*Exercise goal*.
Lines with the word "Serialize": copy all of them from the entries below.

*Records for this task*.

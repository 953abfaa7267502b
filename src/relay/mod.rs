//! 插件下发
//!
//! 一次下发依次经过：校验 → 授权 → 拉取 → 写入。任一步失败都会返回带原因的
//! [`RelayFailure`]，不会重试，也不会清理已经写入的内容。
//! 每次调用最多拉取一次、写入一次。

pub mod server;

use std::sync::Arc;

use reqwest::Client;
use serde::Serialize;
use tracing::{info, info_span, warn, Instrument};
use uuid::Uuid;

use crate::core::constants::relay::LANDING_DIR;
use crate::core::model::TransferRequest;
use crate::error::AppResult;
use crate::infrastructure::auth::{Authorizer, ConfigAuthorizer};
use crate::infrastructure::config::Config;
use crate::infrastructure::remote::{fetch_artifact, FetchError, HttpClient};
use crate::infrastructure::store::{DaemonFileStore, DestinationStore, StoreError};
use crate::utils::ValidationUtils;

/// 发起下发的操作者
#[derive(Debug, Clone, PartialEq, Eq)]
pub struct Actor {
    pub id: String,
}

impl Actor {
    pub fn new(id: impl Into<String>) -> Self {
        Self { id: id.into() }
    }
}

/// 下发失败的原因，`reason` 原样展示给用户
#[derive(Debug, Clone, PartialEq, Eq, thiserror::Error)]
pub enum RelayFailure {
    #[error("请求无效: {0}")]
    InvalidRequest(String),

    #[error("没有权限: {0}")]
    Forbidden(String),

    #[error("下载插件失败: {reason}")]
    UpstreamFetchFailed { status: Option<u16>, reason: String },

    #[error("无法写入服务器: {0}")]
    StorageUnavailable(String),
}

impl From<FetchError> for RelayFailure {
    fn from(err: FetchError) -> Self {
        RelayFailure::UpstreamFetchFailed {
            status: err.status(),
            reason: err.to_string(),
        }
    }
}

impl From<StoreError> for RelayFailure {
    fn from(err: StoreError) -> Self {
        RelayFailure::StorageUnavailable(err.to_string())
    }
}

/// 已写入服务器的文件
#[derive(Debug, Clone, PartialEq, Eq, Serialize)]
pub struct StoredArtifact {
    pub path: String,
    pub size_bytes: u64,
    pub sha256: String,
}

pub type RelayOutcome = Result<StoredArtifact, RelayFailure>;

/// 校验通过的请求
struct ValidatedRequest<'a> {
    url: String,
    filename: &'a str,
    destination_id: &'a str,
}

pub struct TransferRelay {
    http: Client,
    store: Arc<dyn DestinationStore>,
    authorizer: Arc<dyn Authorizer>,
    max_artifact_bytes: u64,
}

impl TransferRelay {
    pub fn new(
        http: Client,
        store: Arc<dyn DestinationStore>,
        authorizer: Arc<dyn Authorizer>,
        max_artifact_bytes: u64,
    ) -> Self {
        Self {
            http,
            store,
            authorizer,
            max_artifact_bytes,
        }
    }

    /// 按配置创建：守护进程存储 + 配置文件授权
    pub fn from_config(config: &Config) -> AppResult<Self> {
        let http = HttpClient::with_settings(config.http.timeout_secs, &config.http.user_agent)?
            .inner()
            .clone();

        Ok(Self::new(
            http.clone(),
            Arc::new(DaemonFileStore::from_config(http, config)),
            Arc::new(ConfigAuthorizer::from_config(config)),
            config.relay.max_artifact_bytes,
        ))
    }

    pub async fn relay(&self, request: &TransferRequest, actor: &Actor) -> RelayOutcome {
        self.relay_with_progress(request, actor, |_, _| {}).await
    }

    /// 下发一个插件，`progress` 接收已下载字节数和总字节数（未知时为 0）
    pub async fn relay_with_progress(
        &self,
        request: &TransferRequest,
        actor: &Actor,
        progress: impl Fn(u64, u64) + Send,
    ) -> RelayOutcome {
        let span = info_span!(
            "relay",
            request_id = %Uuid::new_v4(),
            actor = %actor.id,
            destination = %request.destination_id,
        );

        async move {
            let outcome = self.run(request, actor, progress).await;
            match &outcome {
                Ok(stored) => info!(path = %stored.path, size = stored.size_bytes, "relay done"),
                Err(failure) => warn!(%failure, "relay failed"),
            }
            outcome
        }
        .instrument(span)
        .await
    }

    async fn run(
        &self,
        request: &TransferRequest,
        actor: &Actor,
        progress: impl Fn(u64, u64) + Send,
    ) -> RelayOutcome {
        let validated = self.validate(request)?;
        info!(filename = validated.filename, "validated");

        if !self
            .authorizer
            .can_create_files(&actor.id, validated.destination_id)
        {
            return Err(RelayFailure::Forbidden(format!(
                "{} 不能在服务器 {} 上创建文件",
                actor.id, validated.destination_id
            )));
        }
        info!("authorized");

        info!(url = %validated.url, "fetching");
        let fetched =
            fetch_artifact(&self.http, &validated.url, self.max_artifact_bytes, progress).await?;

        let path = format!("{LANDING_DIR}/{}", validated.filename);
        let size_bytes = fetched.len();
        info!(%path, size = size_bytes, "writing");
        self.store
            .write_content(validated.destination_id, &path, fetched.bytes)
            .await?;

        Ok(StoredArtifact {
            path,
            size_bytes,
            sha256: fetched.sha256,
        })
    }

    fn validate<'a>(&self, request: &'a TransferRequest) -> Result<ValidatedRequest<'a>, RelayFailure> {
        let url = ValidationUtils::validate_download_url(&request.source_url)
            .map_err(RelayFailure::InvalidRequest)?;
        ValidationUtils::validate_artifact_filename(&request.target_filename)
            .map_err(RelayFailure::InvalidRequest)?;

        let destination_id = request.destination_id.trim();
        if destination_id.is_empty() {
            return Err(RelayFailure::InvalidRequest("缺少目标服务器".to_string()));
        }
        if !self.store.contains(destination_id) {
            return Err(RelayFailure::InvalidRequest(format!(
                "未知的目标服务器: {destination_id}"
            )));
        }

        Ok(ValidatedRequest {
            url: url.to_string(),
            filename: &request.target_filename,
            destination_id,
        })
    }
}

*Expected answer*.
use serde::Serialize;
#[derive(Debug, Clone, PartialEq, Eq, Serialize)]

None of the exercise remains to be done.